Experiment solitary touching chambletting of paper.

741. THE Turks have a pretty art of chambletting of paper, which is not with us in use. They take divers oiled colours, and put them severally, in drops, upon water, and stir the water lightly, and then wet their paper, being of some thickness, with it, and the paper will be waved and veined, like chamblet or marble.

Experiment solitary touching cuttle-ink.

742. It is somewhat strange, that the blood of all birds and beasts and fishes should be of a red colour, and only the blood of the cuttle should be as black as ink. A man would think, that the cause should be the high concoction of that blood; for we see in ordinary puddings, that the boiling turneth the blood to be black; and the cuttle is accounted a delicate meat, and is much in request.

Experiment solitary touching increase of weight in earth.

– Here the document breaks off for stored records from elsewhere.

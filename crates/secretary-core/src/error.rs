//! Error types for `secretary-core`.

use thiserror::Error;

#[derive(Debug, Error)]
pub enum Error {
  #[error("unknown record kind: {0:?}")]
  UnknownKind(String),

  #[error("unknown record status: {0:?}")]
  UnknownStatus(String),
}

pub type Result<T, E = Error> = std::result::Result<T, E>;
//! SQL schema for the secretary SQLite store.
//!
//! Executed once at connection startup. `PRAGMA user_version` records the
//! schema revision.

/// Full schema DDL; idempotent thanks to `CREATE TABLE IF NOT EXISTS`.
pub const SCHEMA: &str = "
PRAGMA journal_mode = WAL;

CREATE TABLE IF NOT EXISTS records (
    record_id       TEXT PRIMARY KEY,
    user_id         TEXT NOT NULL,
    kind            TEXT NOT NULL,              -- 'event' | 'task' | 'note'
    title           TEXT NOT NULL,
    description     TEXT NOT NULL DEFAULT '',
    start_at        TEXT,                       -- YYYY-MM-DDTHH:MM:SS, events only
    end_at          TEXT,
    due_at          TEXT,                       -- tasks only
    status          TEXT NOT NULL DEFAULT 'active',
    event_notified  INTEGER NOT NULL DEFAULT 0,
    due_notified    INTEGER NOT NULL DEFAULT 0,
    created_at      TEXT NOT NULL
);

CREATE INDEX IF NOT EXISTS records_owner_idx ON records(user_id, kind, status);
CREATE INDEX IF NOT EXISTS records_start_idx ON records(start_at);
CREATE INDEX IF NOT EXISTS records_due_idx   ON records(due_at);

PRAGMA user_version = 1;
";
//! Encoding and decoding helpers between domain types and the plain-text
//! representations stored in SQLite columns.
//!
//! Timestamps are naive local times written as `YYYY-MM-DDTHH:MM:SS`, which
//! sorts lexicographically in chronological order. UUIDs are stored as
//! hyphenated lowercase strings.

use chrono::NaiveDateTime;
use secretary_core::record::{
  NotificationFlags, Record, RecordKind, RecordStatus,
};
use uuid::Uuid;

use crate::{Error, Result};

pub const TIMESTAMP_FORMAT: &str = "%Y-%m-%dT%H:%M:%S";

// ─── Uuid ────────────────────────────────────────────────────────────────────

pub fn encode_uuid(id: Uuid) -> String { id.hyphenated().to_string() }

pub fn decode_uuid(s: &str) -> Result<Uuid> { Ok(Uuid::parse_str(s)?) }

// ─── NaiveDateTime ───────────────────────────────────────────────────────────

pub fn encode_dt(dt: NaiveDateTime) -> String { dt.format(TIMESTAMP_FORMAT).to_string() }

/// Accepts the canonical form, optional fractional seconds, and a space in
/// place of the `T` separator.
pub fn decode_dt(s: &str) -> Result<NaiveDateTime> {
  ["%Y-%m-%dT%H:%M:%S%.f", "%Y-%m-%d %H:%M:%S%.f", "%Y-%m-%dT%H:%M"]
    .iter()
    .find_map(|fmt| NaiveDateTime::parse_from_str(s, fmt).ok())
    .ok_or_else(|| Error::Decode(format!("bad timestamp: {s:?}")))
}

fn decode_opt_dt(s: Option<String>) -> Result<Option<NaiveDateTime>> {
  s.as_deref().map(decode_dt).transpose()
}

// ─── Row type ────────────────────────────────────────────────────────────────

/// Column list matching the field order of [`RawRecord`].
pub const RECORD_COLUMNS: &str = "record_id, user_id, kind, title, description, \
                                  start_at, end_at, due_at, status, \
                                  event_notified, due_notified, created_at";

/// Raw values read directly from a `records` row.
pub struct RawRecord {
  pub record_id:      String,
  pub user_id:        String,
  pub kind:           String,
  pub title:          String,
  pub description:    String,
  pub start_at:       Option<String>,
  pub end_at:         Option<String>,
  pub due_at:         Option<String>,
  pub status:         String,
  pub event_notified: bool,
  pub due_notified:   bool,
  pub created_at:     String,
}

impl RawRecord {
  /// Read a row selected with [`RECORD_COLUMNS`].
  pub fn from_row(row: &rusqlite::Row<'_>) -> rusqlite::Result<Self> {
    Ok(Self {
      record_id:      row.get(0)?,
      user_id:        row.get(1)?,
      kind:           row.get(2)?,
      title:          row.get(3)?,
      description:    row.get(4)?,
      start_at:       row.get(5)?,
      end_at:         row.get(6)?,
      due_at:         row.get(7)?,
      status:         row.get(8)?,
      event_notified: row.get(9)?,
      due_notified:   row.get(10)?,
      created_at:     row.get(11)?,
    })
  }

  pub fn into_record(self) -> Result<Record> {
    Ok(Record {
      record_id:   decode_uuid(&self.record_id)?,
      user_id:     self.user_id,
      kind:        RecordKind::parse(&self.kind)?,
      title:       self.title,
      description: self.description,
      start_at:    decode_opt_dt(self.start_at)?,
      end_at:      decode_opt_dt(self.end_at)?,
      due_at:      decode_opt_dt(self.due_at)?,
      status:      RecordStatus::parse(&self.status)?,
      notified:    NotificationFlags {
        event_notified: self.event_notified,
        due_notified:   self.due_notified,
      },
      created_at:  decode_dt(&self.created_at)?,
    })
  }
}

#[cfg(test)]
mod tests {
  use chrono::NaiveDate;

  use super::*;

  #[test]
  fn timestamps_round_trip_at_second_precision() {
    let dt = NaiveDate::from_ymd_opt(2024, 1, 2)
      .unwrap()
      .and_hms_opt(15, 0, 0)
      .unwrap();
    assert_eq!(encode_dt(dt), "2024-01-02T15:00:00");
    assert_eq!(decode_dt("2024-01-02T15:00:00").unwrap(), dt);
    assert_eq!(decode_dt("2024-01-02 15:00:00").unwrap(), dt);
    assert_eq!(decode_dt("2024-01-02T15:00").unwrap(), dt);
    assert_eq!(decode_dt("2024-01-02T15:00:00.000").unwrap(), dt);
  }

  #[test]
  fn garbage_timestamp_is_a_decode_error() {
    assert!(matches!(decode_dt("next tuesday"), Err(Error::Decode(_))));
  }
}
//! Per-user conflict-resolution state.
//!
//! After an event is rejected the user may answer with a new time, a new
//! date, or both. At most one pending resolution exists per user; any reply
//! consumes it.
//!
//! ```text
//!   Idle ──conflict──▶ Awaiting(day, title, minutes)
//!   Awaiting ──"HH:MM"──────────▶ Idle + reschedule on `day`
//!   Awaiting ──"DD.MM HH:MM"────▶ Idle + reschedule on that date
//!   Awaiting ──"DD.MM"──────────▶ Awaiting(new day, ..)
//!   Awaiting ──anything else────▶ Idle + handle as new input
//! ```

use std::{collections::HashMap, sync::Arc};

use chrono::{NaiveDate, NaiveDateTime};
use secretary_parse::{
  format::format_datetime,
  temporal::{find_clock_time, find_numeric_date},
  title::clean_for_reschedule,
};
use tokio::sync::Mutex;

use crate::conflict::ConflictReport;

/// A rejected event waiting for a new time or date.
#[derive(Debug, Clone, PartialEq, Eq)]
pub struct PendingResolution {
  pub target_day:       NaiveDate,
  /// The rejected title with its temporal markers removed.
  pub title:            String,
  pub duration_minutes: i64,
}

impl PendingResolution {
  pub fn from_report(report: &ConflictReport) -> Self {
    Self {
      target_day:       report.target_day,
      title:            clean_for_reschedule(&report.new_title),
      duration_minutes: report.duration_minutes.max(0),
    }
  }

  /// Input text that recreates the rejected event at `when`.
  fn synthesize(&self, when: &str) -> String {
    format!("{} {when} for {} minutes", self.title, self.duration_minutes)
  }
}

/// What to do with a reply while a resolution is pending.
#[derive(Debug, Clone, PartialEq, Eq)]
pub enum Resolution {
  /// Feed this synthesized text back through intake.
  Reschedule(String),
  /// A date alone: keep waiting, now for a time on this day.
  AwaitTime(NaiveDate),
  /// Not an answer to the conflict; drop it and treat the reply as new input.
  Fallthrough,
}

/// Decide how `reply` resolves `pending`.
pub fn resolve_reply(pending: &PendingResolution, reply: &str, now: NaiveDateTime) -> Resolution {
  let reply = reply.trim();
  let whole = 0..reply.len();

  let time = find_clock_time(reply);
  let date = find_numeric_date(reply, now);

  match (date, time) {
    (None, Some(time)) if time.span == whole => {
      let start = pending.target_day.and_time(time.value);
      Resolution::Reschedule(pending.synthesize(&format_datetime(start)))
    }
    (Some(_), Some(_)) => Resolution::Reschedule(pending.synthesize(reply)),
    (Some(date), None) if date.span == whole => Resolution::AwaitTime(date.value),
    _ => Resolution::Fallthrough,
  }
}

// ─── Session store ───────────────────────────────────────────────────────────

/// One user's slot. Holding its lock serialises that user's messages.
pub type Session = Arc<Mutex<Option<PendingResolution>>>;

/// Keyed sessions, one async mutex per user id.
#[derive(Debug, Default)]
pub struct SessionStore {
  sessions: Mutex<HashMap<String, Session>>,
}

impl SessionStore {
  pub fn new() -> Self { Self::default() }

  /// The session for `user_id`, created on first use.
  ///
  /// Creating a session first drops every idle one: no pending resolution
  /// and no outstanding handle. The map holds at most the users that are
  /// mid-conversation, plus the one being served.
  pub async fn session(&self, user_id: &str) -> Session {
    let mut sessions = self.sessions.lock().await;
    if !sessions.contains_key(user_id) {
      sessions.retain(|_, session| !is_idle(session));
    }
    sessions.entry(user_id.to_owned()).or_default().clone()
  }

  /// A copy of the user's pending resolution, if any.
  pub async fn pending(&self, user_id: &str) -> Option<PendingResolution> {
    self.session(user_id).await.lock().await.clone()
  }
}

fn is_idle(session: &Session) -> bool {
  Arc::strong_count(session) == 1 && session.try_lock().is_ok_and(|slot| slot.is_none())
}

743. It is reported of credit, that if you take earth from land adjoining to the river of Nile, and preserve it in that manner that it neither come to be wet nor wasted; and weigh it daily, it will not alter weight until the seventeenth of June, which is the day when

the river beginneth to rise; and then it will grow more and more ponderous, till the river cometh to its height. Which, if it be true, it cannot be caused but by the air, which then beginneth to condense; and so turneth within that small mold into a degree of moisture, which produceth weight. So it hath been observed, that tobacco, cut and weighed, and then dried by the fire, loseth weight; and after being laid in the open air, recovereth weight again. And it should seem, that as soon as ever the river beginneth to increase, the whole body of the air thereabouts suffereth a change: for, that which is more strange, it is credibly affirmed, that upon that very day when the river first riseth, great plagues in Cairo use suddenly to break up.

Experiments in consort touching sleep.

744. THOSE that are very cold, and especially in their feet, cannot get to sleep: the cause may be, for that in sleep is required a free respiration, which cold doth shut in and hinder; for we see that in great colds, one can scarce draw his breath. Another cause may be, for that cold calleth the spirits to succour; and therefore they cannot so well close, and go together in the head; which is ever requisite to sleep. And for the same cause, pain and noise hinder sleep; and darkness, contrariwise, furthereth sleep.

745. SOME noises, whereof we spake in the hundred and twelfth experiment, help sleep: as the blowing of the wind, the trickling of water, humming of bees, soft singing, reading, etc. The cause is, for that they move in the spirits a gentle attention; and whatsoever moveth attention without too much labour stilleth the natural and discursive motion of the spirits.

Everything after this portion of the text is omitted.